If you’re looking for some help managing your money, you might turn to a financial adviser.
That’s someone who advises you on your finances … right?
Sort of. “‘Financial adviser’ is a generic term with no precise industry definition, and many different types of financial professionals fall into this general category,” Investopedia explains.
“Stockbrokers, insurance agents, tax preparers, investment managers and financial planners are all members of this group. Estate planners and bankers may also fall under this umbrella.”
“It’s unbelievable the scope or range of people that can consider themselves financial advisers or financial planners,” Bob Gavlak, CFP and wealth adviser with Strategic Wealth Partners in Columbus, Ohio, told Business Insider. “The majority of time, if somebody calls themselves a financial adviser, usually all that means is that they’re investment advisers — all they do is investment management.”
Gavlak says a financial adviser might not have the training to help you with taxes, insurance, investments, and estate planning.
On the other hand, you have the Certified Financial Planner (CFP). While it sounds similar to “financial adviser,” it’s not quite the same. “A lot of times people will look at financial advisers and certified financial planners and they think that they’re all the same, but that would be like looking at a restaurant and saying McDonald’s is the same as some really fancy steakhouse,” says Gavlak.
Certified financial planners have to be certified by the Certified Financial Planner Board of Standards, Inc., which is why you’ll often see a registered mark after their designation (CFP®).
To become certified, they have to complete what the board calls the four Es: education, examination, experience, and ethics. These planners are certified to advise on everything from taxes to insurance to estate planning, and are required to complete ongoing continued education requirements. One of the hallmarks of a CFP is that they have fiduciary responsibility when working on financial planning, which means they have to act in their clients’ best interest.
The CFP board keeps track of everyone certified through its program, which makes it simple to do a little homework on a professional before signing on the dotted line.

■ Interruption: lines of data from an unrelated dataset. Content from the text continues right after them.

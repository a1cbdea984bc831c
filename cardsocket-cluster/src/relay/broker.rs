//! Pub/sub broker abstraction.
//!
//! The relay only needs two things from a broker: publish bytes to a named
//! channel, and a stream of every payload published to that channel. The
//! stream ending means the subscription was lost; the caller resubscribes.

use async_trait::async_trait;
use bytes::Bytes;
use futures::stream::{BoxStream, StreamExt};
use parking_lot::Mutex;
use redis::aio::ConnectionManager;
use redis::{AsyncCommands, Client as RedisClient};
use std::collections::HashMap;
use std::sync::atomic::{AtomicBool, Ordering};
use std::time::Duration;
use tokio::sync::{broadcast, OnceCell};
use tokio::time::timeout;
use tokio_stream::wrappers::errors::BroadcastStreamRecvError;
use tokio_stream::wrappers::BroadcastStream;
use tracing::{debug, info, warn};

use crate::error::{Error, Result};

/// Stream of raw payloads received on a subscribed channel
pub type PayloadStream = BoxStream<'static, Bytes>;

#[cfg_attr(test, mockall::automock)]
#[async_trait]
pub trait Broker: Send + Sync {
    async fn publish(&self, channel: &str, payload: Bytes) -> Result<()>;

    async fn subscribe(&self, channel: &str) -> Result<PayloadStream>;
}

/// Redis pub/sub broker.
///
/// Publishing goes through a lazily created `ConnectionManager`, which
/// reconnects on its own; publishes during a reconnect window fail.
/// Every subscription opens a dedicated pub/sub connection.
pub struct RedisBroker {
    client: RedisClient,
    publisher: OnceCell<ConnectionManager>,
    op_timeout: Duration,
}

impl RedisBroker {
    pub fn new(url: &str, op_timeout: Duration) -> Result<Self> {
        let client = RedisClient::open(url)
            .map_err(|e| Error::Configuration(format!("Invalid Redis URL: {e}")))?;

        Ok(Self {
            client,
            publisher: OnceCell::new(),
            op_timeout,
        })
    }

    async fn publisher(&self) -> Result<ConnectionManager> {
        self.publisher
            .get_or_try_init(|| async {
                let manager = timeout(self.op_timeout, self.client.get_connection_manager())
                    .await
                    .map_err(|_| Error::BrokerPublish("Timed out connecting to Redis".to_string()))?
                    .map_err(|e| Error::BrokerPublish(format!("Failed to connect to Redis: {e}")))?;
                info!("Redis publisher connected");
                Ok::<_, Error>(manager)
            })
            .await
            .cloned()
    }
}

#[async_trait]
impl Broker for RedisBroker {
    async fn publish(&self, channel: &str, payload: Bytes) -> Result<()> {
        let mut conn = self.publisher().await?;

        let receivers: i64 = timeout(self.op_timeout, conn.publish(channel, payload.to_vec()))
            .await
            .map_err(|_| Error::BrokerPublish("Timed out publishing to Redis".to_string()))?
            .map_err(|e| Error::BrokerPublish(e.to_string()))?;

        debug!(channel = %channel, receivers = receivers, "Published to Redis");
        Ok(())
    }

    async fn subscribe(&self, channel: &str) -> Result<PayloadStream> {
        let mut pubsub = timeout(self.op_timeout, self.client.get_async_pubsub())
            .await
            .map_err(|_| Error::BrokerSubscribe("Timed out getting Redis Pub/Sub connection".to_string()))?
            .map_err(|e| Error::BrokerSubscribe(format!("Failed to get Redis Pub/Sub connection: {e}")))?;

        timeout(self.op_timeout, pubsub.subscribe(channel))
            .await
            .map_err(|_| Error::BrokerSubscribe(format!("Timed out subscribing to {channel}")))?
            .map_err(|e| Error::BrokerSubscribe(format!("Failed to subscribe to {channel}: {e}")))?;

        info!(channel = %channel, "Redis subscriber connected");

        let stream = pubsub
            .into_on_message()
            .map(|msg| Bytes::copy_from_slice(msg.get_payload_bytes()));
        Ok(stream.boxed())
    }
}

/// In-process broker for single-node deployments and tests.
///
/// `disconnect` simulates an outage: live subscriptions end and every call
/// fails until `reconnect`.
pub struct MemoryBroker {
    channels: Mutex<HashMap<String, broadcast::Sender<Bytes>>>,
    capacity: usize,
    offline: AtomicBool,
}

impl MemoryBroker {
    pub const DEFAULT_CAPACITY: usize = 1024;

    #[must_use]
    pub fn new() -> Self {
        Self::with_capacity(Self::DEFAULT_CAPACITY)
    }

    #[must_use]
    pub fn with_capacity(capacity: usize) -> Self {
        Self {
            channels: Mutex::new(HashMap::new()),
            capacity: capacity.max(1),
            offline: AtomicBool::new(false),
        }
    }

    fn sender(&self, channel: &str) -> broadcast::Sender<Bytes> {
        self.channels
            .lock()
            .entry(channel.to_string())
            .or_insert_with(|| broadcast::channel(self.capacity).0)
            .clone()
    }

    pub fn disconnect(&self) {
        self.offline.store(true, Ordering::SeqCst);
        self.channels.lock().clear();
        warn!("Memory broker disconnected");
    }

    pub fn reconnect(&self) {
        self.offline.store(false, Ordering::SeqCst);
        info!("Memory broker reconnected");
    }

    #[must_use]
    pub fn is_online(&self) -> bool {
        !self.offline.load(Ordering::SeqCst)
    }

    /// Live subscriptions on `channel`
    #[must_use]
    pub fn subscriber_count(&self, channel: &str) -> usize {
        self.channels
            .lock()
            .get(channel)
            .map_or(0, broadcast::Sender::receiver_count)
    }
}

impl Default for MemoryBroker {
    fn default() -> Self {
        Self::new()
    }
}

#[async_trait]
impl Broker for MemoryBroker {
    async fn publish(&self, channel: &str, payload: Bytes) -> Result<()> {
        if !self.is_online() {
            return Err(Error::BrokerPublish("broker offline".to_string()));
        }
        // No subscribers is not an error, same as Redis
        let receivers = self.sender(channel).send(payload).unwrap_or(0);
        debug!(channel = %channel, receivers = receivers, "Published to memory broker");
        Ok(())
    }

    async fn subscribe(&self, channel: &str) -> Result<PayloadStream> {
        if !self.is_online() {
            return Err(Error::BrokerSubscribe("broker offline".to_string()));
        }
        let rx = self.sender(channel).subscribe();
        let channel = channel.to_string();

        let stream = BroadcastStream::new(rx).filter_map(move |item| {
            let payload = match item {
                Ok(payload) => Some(payload),
                Err(BroadcastStreamRecvError::Lagged(skipped)) => {
                    warn!(channel = %channel, skipped = skipped, "Memory broker subscriber lagged");
                    None
                }
            };
            futures::future::ready(payload)
        });
        Ok(stream.boxed())
    }
}
// Module: relay

pub mod bridge;
pub mod broker;
pub mod connection;
pub mod envelope;
pub mod fanout;
pub mod manager;
pub mod registry;

pub use bridge::{BridgeMetrics, BridgeOptions, RelayBridge, RelayFrame};
pub use broker::{Broker, MemoryBroker, PayloadStream, RedisBroker};
pub use connection::{Connection, ConnectionId, ConnectionRef, Payload, PayloadKind};
pub use envelope::MessageEnvelope;
pub use fanout::{FanoutQueue, FanoutReceiver, FanoutWorker};
pub use manager::{Relay, RelayOptions};
pub use registry::{BroadcastReport, ConnectionRegistry, RegistryMetrics};
use serde::{Deserialize, Serialize};

use crate::error::{Error, Result};

/// Identity a client presents when it connects.
///
/// The token is opaque: it is trusted as supplied and only trimmed. Numeric
/// identities (`"42"`) and free-form tokens are both accepted.
#[derive(Debug, Clone, PartialEq, Eq, Hash, PartialOrd, Ord, Serialize, Deserialize)]
#[serde(transparent)]
pub struct ClientId(pub String);

impl ClientId {
    /// Parse an identity from an out-of-band header value.
    ///
    /// Fails on empty or whitespace-only input.
    pub fn parse(raw: &str) -> Result<Self> {
        let trimmed = raw.trim();
        if trimmed.is_empty() {
            return Err(Error::InvalidInput("client identity is empty".to_string()));
        }
        Ok(Self(trimmed.to_string()))
    }

    #[must_use]
    pub fn as_str(&self) -> &str {
        &self.0
    }
}

impl std::fmt::Display for ClientId {
    fn fmt(&self, f: &mut std::fmt::Formatter<'_>) -> std::fmt::Result {
        write!(f, "{}", self.0)
    }
}

impl From<String> for ClientId {
    fn from(s: String) -> Self {
        Self(s)
    }
}

impl From<&str> for ClientId {
    fn from(s: &str) -> Self {
        Self(s.to_string())
    }
}

#[cfg(test)]
mod tests {
    use super::*;

    #[test]
    fn test_parse_trims_whitespace() {
        let id = ClientId::parse("  42 ").unwrap();
        assert_eq!(id.as_str(), "42");
    }

    #[test]
    fn test_parse_rejects_empty() {
        assert!(ClientId::parse("").is_err());
        assert!(ClientId::parse("   ").is_err());
    }
}
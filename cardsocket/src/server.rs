//! Server lifecycle management
//!
//! Binds the HTTP listener, serves the upgrade endpoint until a shutdown
//! signal arrives, then lets connections drain before stopping the relay.

use anyhow::Context;
use std::net::SocketAddr;
use std::sync::Arc;
use std::time::Duration;
use tokio::sync::watch;
use tokio::task::JoinHandle;
use tokio_util::sync::CancellationToken;
use tracing::{error, info, warn};

use cardsocket_api::{create_router, AppState, WsSettings};
use cardsocket_cluster::Relay;
use cardsocket_core::Config;

const DRAIN_POLL_INTERVAL: Duration = Duration::from_millis(100);

pub struct CardSocketServer {
    config: Config,
    relay: Arc<Relay>,
    shutdown_token: CancellationToken,
}

impl CardSocketServer {
    pub fn new(config: Config, relay: Arc<Relay>) -> Self {
        Self {
            config,
            relay,
            shutdown_token: CancellationToken::new(),
        }
    }

    /// Start serving and wait for a shutdown signal
    pub async fn start(self) -> anyhow::Result<()> {
        info!("Starting cardsocket server...");

        let (shutdown_tx, shutdown_rx) = watch::channel(false);
        let mut http_handle = self.start_http_server(shutdown_rx).await?;

        let stopped_unexpectedly = tokio::select! {
            _ = &mut http_handle => {
                error!("HTTP server stopped unexpectedly");
                true
            }
            () = shutdown_signal() => {
                info!("Shutdown signal received, starting graceful shutdown...");
                false
            }
        };

        // Receive loops end on this token; the listener stops on the watch
        self.shutdown_token.cancel();
        let _ = shutdown_tx.send(true);

        self.shutdown().await;

        if stopped_unexpectedly {
            anyhow::bail!("HTTP server stopped unexpectedly");
        }
        Ok(())
    }

    async fn start_http_server(&self, shutdown_rx: watch::Receiver<bool>) -> anyhow::Result<JoinHandle<()>> {
        let http_address = self.config.http_address();
        let http_addr: SocketAddr = http_address
            .parse()
            .with_context(|| format!("Invalid HTTP address '{http_address}'"))?;

        let listener = tokio::net::TcpListener::bind(http_addr)
            .await
            .with_context(|| format!("Failed to bind HTTP address {http_addr}"))?;

        let state = AppState::new(
            self.relay.clone(),
            WsSettings::from_config(&self.config),
            self.shutdown_token.clone(),
        );
        let router = create_router(state);

        info!(
            "HTTP server listening on {} (upgrade path {})",
            http_addr, self.config.server.ws_path
        );

        let handle = tokio::spawn(async move {
            let mut rx = shutdown_rx;
            let graceful = async move {
                let _ = rx.changed().await;
            };

            if let Err(e) = axum::serve(listener, router)
                .with_graceful_shutdown(graceful)
                .await
            {
                error!("HTTP server error: {}", e);
            }

            info!("HTTP server shut down gracefully");
        });

        Ok(handle)
    }

    async fn shutdown(&self) {
        info!("Shutting down cardsocket server...");

        let registry = self.relay.registry();
        let drain_timeout = Duration::from_secs(self.config.server.shutdown_drain_seconds);
        let active = registry.len();
        if active > 0 {
            info!(
                "Waiting up to {}s for {} active connection(s) to drain...",
                drain_timeout.as_secs(),
                active
            );
            let deadline = tokio::time::Instant::now() + drain_timeout;
            loop {
                let remaining = registry.len();
                if remaining == 0 {
                    info!("All connections drained");
                    break;
                }
                if tokio::time::Instant::now() >= deadline {
                    warn!(
                        "Drain timeout reached with {} connection(s) still active, closing them",
                        remaining
                    );
                    break;
                }
                tokio::time::sleep(DRAIN_POLL_INTERVAL).await;
            }
        }

        self.relay.shutdown().await;

        let registry_metrics = registry.metrics();
        let bridge_metrics = self.relay.bridge().metrics();
        info!(
            total_registered = registry_metrics.total_registered,
            delivered = registry_metrics.delivered,
            failed_writes = registry_metrics.failed_writes,
            published = bridge_metrics.published,
            publish_failures = bridge_metrics.publish_failures,
            "Relay statistics"
        );

        info!("cardsocket server shut down complete");
    }
}

/// Wait for a shutdown signal (SIGTERM or SIGINT/Ctrl+C)
async fn shutdown_signal() {
    let ctrl_c = async {
        match tokio::signal::ctrl_c().await {
            Ok(()) => {
                info!("Received Ctrl+C signal");
            }
            Err(e) => {
                error!("Failed to install Ctrl+C handler: {}", e);
                std::future::pending::<()>().await;
            }
        }
    };

    #[cfg(unix)]
    let terminate = async {
        match tokio::signal::unix::signal(tokio::signal::unix::SignalKind::terminate()) {
            Ok(mut signal) => {
                signal.recv().await;
                info!("Received SIGTERM signal");
            }
            Err(e) => {
                error!("Failed to install SIGTERM handler: {}", e);
                std::future::pending::<()>().await;
            }
        }
    };

    #[cfg(not(unix))]
    let terminate = std::future::pending::<()>();

    tokio::select! {
        () = ctrl_c => {}
        () = terminate => {}
    }
}
//! Configuration loading

use crate::{Config, Error, Result};

/// Load configuration from config file or environment variables
///
/// Config file search order:
/// 1. CARDSOCKET_CONFIG_PATH environment variable (explicit path)
/// 2. ./config.yaml (current working directory)
/// 3. /config/config.yaml (Kubernetes mount path)
/// 4. Fall back to environment variables only
///
/// Runs before logging is initialised, so progress goes to stderr.
pub fn load_config() -> Result<Config> {
    let config_path = std::env::var("CARDSOCKET_CONFIG_PATH")
        .ok()
        .filter(|p| std::path::Path::new(p).exists())
        .or_else(|| {
            ["config.yaml", "/config/config.yaml"]
                .into_iter()
                .find(|p| std::path::Path::new(p).exists())
                .map(str::to_string)
        });

    let config = if let Some(path) = config_path {
        eprintln!("Loading config from {path}");
        Config::from_file(&path)?
    } else {
        eprintln!("No config file found, using environment variables");
        Config::from_env()?
    };

    config.validate().map_err(Error::Validation)?;

    Ok(config)
}
// HTTP error handling

use axum::{
    http::StatusCode,
    response::{IntoResponse, Response},
    Json,
};
use serde::{Deserialize, Serialize};
use std::fmt;

/// Result type for HTTP handlers
pub type AppResult<T> = Result<T, AppError>;

/// Application error with HTTP status code
#[derive(Debug)]
pub struct AppError {
    pub status: StatusCode,
    pub message: String,
}

impl AppError {
    pub fn new(status: StatusCode, message: impl Into<String>) -> Self {
        Self {
            status,
            message: message.into(),
        }
    }

    pub fn bad_request(message: impl Into<String>) -> Self {
        Self::new(StatusCode::BAD_REQUEST, message)
    }

    pub fn service_unavailable(message: impl Into<String>) -> Self {
        Self::new(StatusCode::SERVICE_UNAVAILABLE, message)
    }

    pub fn internal_server_error(message: impl Into<String>) -> Self {
        Self::new(StatusCode::INTERNAL_SERVER_ERROR, message)
    }
}

impl fmt::Display for AppError {
    fn fmt(&self, f: &mut fmt::Formatter<'_>) -> fmt::Result {
        write!(f, "{}: {}", self.status, self.message)
    }
}

impl std::error::Error for AppError {}

/// Error response JSON structure
#[derive(Debug, Serialize, Deserialize)]
struct ErrorResponse {
    error: String,
    status: u16,
}

impl IntoResponse for AppError {
    fn into_response(self) -> Response {
        let status = self.status;
        let body = Json(ErrorResponse {
            error: self.message,
            status: status.as_u16(),
        });

        (status, body).into_response()
    }
}

/// Convert relay errors to HTTP errors
impl From<cardsocket_cluster::Error> for AppError {
    fn from(err: cardsocket_cluster::Error) -> Self {
        use cardsocket_cluster::Error;

        match err {
            Error::Upgrade(msg) => Self::bad_request(msg),
            Error::QueueFull(_) | Error::QueueClosed => {
                Self::service_unavailable("Relay is not accepting messages")
            }
            Error::BrokerPublish(e) | Error::BrokerSubscribe(e) => {
                tracing::error!("Broker error: {}", e);
                Self::service_unavailable("Service temporarily unavailable")
            }
            other => {
                tracing::error!("Relay error: {}", other);
                Self::internal_server_error("Internal server error")
            }
        }
    }
}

This isn’t at all to say that a financial adviser wouldn’t be able to help with your money. Instead, as a prospective client, it would be smart to identify what you need from your financial adviser before you sign on. Is it insurance? Is it a financial plan? Is it solely investment advice?
No matter their title, ask about your prospective adviser’s expertise and experience up front to make sure their specialty aligns with your needs.